At this point in the home buying process, you’ve already made a solid decision about how much to spend on your home and you have your financial ducks in a row. So, the next step is to decide how to finance your home and whether a physician mortgage loan is the best option for you.
Before we jump in, if you’d rather listen in on an overview of how physician mortgages work, check out this podcast from Finance For Physicians:
- How Physician Mortgage Loans Work
- Alternatives and How They Compare
- Deciding On The Best Mortgage For Your Situation
Physician Mortgage Loans
First, let’s talk about why physician mortgage loans even exist. The reason is that physicians are extremely profitable customers for lenders. They take out big loans early in their careers and almost always pay them off. Lenders use physician mortgage loans to lock in early-career doctors by lending them more money with fewer stipulations than their competitors. They make it even more appealing by just for physicians.

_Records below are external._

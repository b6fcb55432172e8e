//! プレイヤーエンティティと移動計算
//!
//! ローカルプレイヤーだけが`integrate`で毎ティック動かされます。
//! リモートプレイヤーの位置はネットワークから受け取った値をそのまま使います。

use serde::{Deserialize, Serialize};

use crate::config::GameConfig;
use crate::input::MovementIntent;
use crate::utils::math::Vec2;

/// トランスポートが割り当てるプレイヤーID
pub type PlayerId = String;

/// この速さ未満まで減衰したら0に丸める
pub const VELOCITY_REST_THRESHOLD: f64 = 0.1;

/// プレイヤーの色
///
/// 既知のスウォッチはパーティクルのテンプレート選択に使います。
/// それ以外の文字列はそのまま描画に使います。
#[derive(Debug, Clone, PartialEq, Eq, Serialize, Deserialize)]
#[serde(from = "String", into = "String")]
pub enum Color {
    /// `#9BFF00`
    Green,
    /// `#6018F2`
    Violet,
    /// `#7700ffff`（色未選択時のデフォルト）
    Purple,
    /// 任意のCSS色
    Raw(String),
}

impl Color {
    pub const GREEN_HEX: &'static str = "#9BFF00";
    pub const VIOLET_HEX: &'static str = "#6018F2";
    pub const PURPLE_HEX: &'static str = "#7700ffff";

    /// CSSに渡す文字列
    pub fn as_css(&self) -> &str {
        match self {
            Color::Green => Self::GREEN_HEX,
            Color::Violet => Self::VIOLET_HEX,
            Color::Purple => Self::PURPLE_HEX,
            Color::Raw(value) => value,
        }
    }
}

impl Default for Color {
    fn default() -> Self {
        Color::Purple
    }
}

impl From<String> for Color {
    fn from(value: String) -> Self {
        let trimmed = value.trim();
        if trimmed.eq_ignore_ascii_case(Self::GREEN_HEX) {
            Color::Green
        } else if trimmed.eq_ignore_ascii_case(Self::VIOLET_HEX) {
            Color::Violet
        } else if trimmed.eq_ignore_ascii_case(Self::PURPLE_HEX) {
            Color::Purple
        } else {
            Color::Raw(value)
        }
    }
}

impl From<&str> for Color {
    fn from(value: &str) -> Self {
        Color::from(value.to_string())
    }
}

impl From<Color> for String {
    fn from(color: Color) -> Self {
        match color {
            Color::Raw(value) => value,
            other => other.as_css().to_string(),
        }
    }
}

/// スナップショットや参加通知で届くプレイヤー属性
#[derive(Debug, Clone, PartialEq, Serialize, Deserialize)]
#[serde(rename_all = "camelCase")]
pub struct PlayerAttrs {
    pub name: String,
    #[serde(default)]
    pub color: Color,
    pub x: f64,
    pub y: f64,
    #[serde(default = "default_character_id")]
    pub character_id: u32,
}

fn default_character_id() -> u32 {
    1
}

impl PlayerAttrs {
    pub fn position(&self) -> Vec2 {
        Vec2::new(self.x, self.y)
    }
}

/// 1ティックあたりの移動パラメータ
#[derive(Debug, Clone, Copy, PartialEq)]
pub struct MovementParams {
    pub acceleration: f64,
    pub max_velocity: f64,
    pub friction: f64,
    /// プレイヤー中心の最小座標
    pub min: Vec2,
    /// プレイヤー中心の最大座標
    pub max: Vec2,
}

impl MovementParams {
    pub fn from_config(config: &GameConfig) -> Self {
        let (min_x, max_x) = config.x_bounds();
        let (min_y, max_y) = config.y_bounds();
        Self {
            acceleration: config.acceleration,
            max_velocity: config.max_velocity,
            friction: config.friction,
            min: Vec2::new(min_x, min_y),
            max: Vec2::new(max_x, max_y),
        }
    }
}

/// 1軸分の速度更新
///
/// `positive`/`negative`は同じ軸の入力フラグです。
fn step_axis(velocity: f64, positive: bool, negative: bool, params: &MovementParams) -> f64 {
    let mut v = velocity;
    if negative {
        v = (v - params.acceleration).max(-params.max_velocity);
    }
    if positive {
        v = (v + params.acceleration).min(params.max_velocity);
    }

    if !positive && !negative {
        v *= params.friction;
        if v.abs() < VELOCITY_REST_THRESHOLD {
            v = 0.0;
        }
    }
    v
}

/// プレイヤー
#[derive(Debug, Clone, PartialEq)]
pub struct Player {
    pub id: PlayerId,
    pub name: String,
    pub color: Color,
    pub character_id: u32,
    pub position: Vec2,
    pub velocity: Vec2,
}

impl Player {
    pub fn new(id: PlayerId, attrs: PlayerAttrs) -> Self {
        Self {
            id,
            position: attrs.position(),
            name: attrs.name,
            color: attrs.color,
            character_id: attrs.character_id,
            velocity: Vec2::ZERO,
        }
    }

    /// 属性を上書き（速度は保持）
    pub fn apply_attrs(&mut self, attrs: PlayerAttrs) {
        self.position = attrs.position();
        self.name = attrs.name;
        self.color = attrs.color;
        self.character_id = attrs.character_id;
    }

    /// 入力に従って1ティック進める
    ///
    /// 位置は境界内に強制的に収められますが、速度はそのまま残します。
    /// 壁に押し付けている間も入力による速度は維持され、離れると再び動き出します。
    ///
    /// 戻り値は静止していないかどうか（送信判定に使う）。
    pub fn integrate(&mut self, intent: &MovementIntent, params: &MovementParams) -> bool {
        self.velocity.x = step_axis(self.velocity.x, intent.right, intent.left, params);
        self.velocity.y = step_axis(self.velocity.y, intent.down, intent.up, params);

        self.position = (self.position + self.velocity).clamp(params.min, params.max);

        self.velocity.is_nonzero()
    }
}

Keep in mind, though, that their ultimate goal is to get you in the door and sell you other products as your needs change. A medical student transitioning into residency with zero earnings history, no cash and a boatload of student loans would normally never qualify for a mortgage if it wasn’t for physician mortgage loans. However, there’s no such thing as a free lunch. These loans are appealing at first, but often end up being more expensive than the alternatives. That’s why it’s so important to compare physician mortgage loans to other types of mortgage loans before making your decision.
What’s So Special?
- Zero (or very low) down payment required
- No private mortgage insurance PMI
- No rate increases on jumbo loans (typically, loans larger than $417K)
- Lending based on a physician’s signed employment contract
- Less critical of student loan debt
Who Counts as a Qualified Borrower?
A qualified borrower is normally a medical resident, fellow or attending physician with a signed contract for employment. Some lenders also include dentists, veterinarians, and other doctors.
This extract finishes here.